● Problem to solve
Once you reach the line that holds "filename benches/tokenize_bench.rs" in the listing below, output it and every line after it through the line that holds "fn generate_command(header_count: usize)", word for word.

● Study material
*** Block opens ***

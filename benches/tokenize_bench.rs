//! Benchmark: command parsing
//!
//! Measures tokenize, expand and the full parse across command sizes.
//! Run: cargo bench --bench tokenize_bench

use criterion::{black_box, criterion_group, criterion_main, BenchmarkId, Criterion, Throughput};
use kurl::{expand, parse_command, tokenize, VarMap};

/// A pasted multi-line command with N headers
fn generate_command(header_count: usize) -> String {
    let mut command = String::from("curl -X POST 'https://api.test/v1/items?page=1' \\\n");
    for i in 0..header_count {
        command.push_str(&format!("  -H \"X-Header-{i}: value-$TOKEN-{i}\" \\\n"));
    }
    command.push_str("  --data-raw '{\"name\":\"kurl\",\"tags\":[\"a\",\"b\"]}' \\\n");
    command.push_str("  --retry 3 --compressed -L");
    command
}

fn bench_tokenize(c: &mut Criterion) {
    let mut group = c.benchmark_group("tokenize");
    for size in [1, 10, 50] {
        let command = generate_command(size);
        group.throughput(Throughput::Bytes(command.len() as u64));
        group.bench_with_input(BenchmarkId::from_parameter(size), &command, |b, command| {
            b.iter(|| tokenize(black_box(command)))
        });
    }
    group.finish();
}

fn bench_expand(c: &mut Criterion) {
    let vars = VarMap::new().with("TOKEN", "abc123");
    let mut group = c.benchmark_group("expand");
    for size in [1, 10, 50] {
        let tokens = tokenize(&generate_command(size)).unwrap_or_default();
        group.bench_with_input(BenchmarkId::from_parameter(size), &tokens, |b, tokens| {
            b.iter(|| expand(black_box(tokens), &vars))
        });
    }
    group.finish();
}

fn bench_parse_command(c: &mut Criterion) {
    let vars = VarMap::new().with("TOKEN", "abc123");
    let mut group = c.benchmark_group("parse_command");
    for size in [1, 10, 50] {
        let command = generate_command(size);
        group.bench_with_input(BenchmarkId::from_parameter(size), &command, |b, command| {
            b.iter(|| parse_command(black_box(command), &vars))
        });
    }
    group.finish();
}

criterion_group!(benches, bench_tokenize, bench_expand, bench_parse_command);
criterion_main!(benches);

*** Block closes ***
*** Block opens ***

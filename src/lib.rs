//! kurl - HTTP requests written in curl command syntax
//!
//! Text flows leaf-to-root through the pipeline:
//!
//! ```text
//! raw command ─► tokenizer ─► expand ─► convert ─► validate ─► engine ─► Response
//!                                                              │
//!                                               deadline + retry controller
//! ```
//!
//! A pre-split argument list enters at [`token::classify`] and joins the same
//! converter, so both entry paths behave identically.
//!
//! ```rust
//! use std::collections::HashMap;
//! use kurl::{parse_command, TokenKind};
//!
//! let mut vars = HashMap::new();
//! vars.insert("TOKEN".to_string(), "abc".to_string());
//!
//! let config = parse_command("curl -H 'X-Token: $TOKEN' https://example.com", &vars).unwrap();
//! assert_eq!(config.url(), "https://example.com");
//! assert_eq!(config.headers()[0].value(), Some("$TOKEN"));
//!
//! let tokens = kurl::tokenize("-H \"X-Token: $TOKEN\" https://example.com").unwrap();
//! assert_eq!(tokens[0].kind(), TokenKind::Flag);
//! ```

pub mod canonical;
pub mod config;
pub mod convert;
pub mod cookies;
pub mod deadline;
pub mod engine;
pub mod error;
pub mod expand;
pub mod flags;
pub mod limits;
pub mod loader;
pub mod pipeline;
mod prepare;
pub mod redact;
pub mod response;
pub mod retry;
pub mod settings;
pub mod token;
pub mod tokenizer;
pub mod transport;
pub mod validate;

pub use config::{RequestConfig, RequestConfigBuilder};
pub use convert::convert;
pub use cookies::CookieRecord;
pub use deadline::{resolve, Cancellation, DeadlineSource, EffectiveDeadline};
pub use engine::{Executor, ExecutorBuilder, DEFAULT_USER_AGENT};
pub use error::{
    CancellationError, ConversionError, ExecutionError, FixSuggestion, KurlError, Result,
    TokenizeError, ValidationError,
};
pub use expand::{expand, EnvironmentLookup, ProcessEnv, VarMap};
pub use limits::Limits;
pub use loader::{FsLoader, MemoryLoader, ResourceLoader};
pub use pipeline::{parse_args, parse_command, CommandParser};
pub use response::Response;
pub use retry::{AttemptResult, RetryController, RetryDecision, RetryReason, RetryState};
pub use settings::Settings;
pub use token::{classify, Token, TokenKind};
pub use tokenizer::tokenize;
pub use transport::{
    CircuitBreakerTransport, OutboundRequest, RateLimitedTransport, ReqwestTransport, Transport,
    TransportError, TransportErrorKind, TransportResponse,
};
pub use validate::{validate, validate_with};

*** Block closes ***

● Result of this task
filename benches/tokenize_bench.rs
//! Benchmark: command parsing
//!
//! Measures tokenize, expand and the full parse across command sizes.
//! Run: cargo bench --bench tokenize_bench

use criterion::{black_box, criterion_group, criterion_main, BenchmarkId, Criterion, Throughput};
use kurl::{expand, parse_command, tokenize, VarMap};

/// A pasted multi-line command with N headers
fn generate_command(header_count: usize) -> String {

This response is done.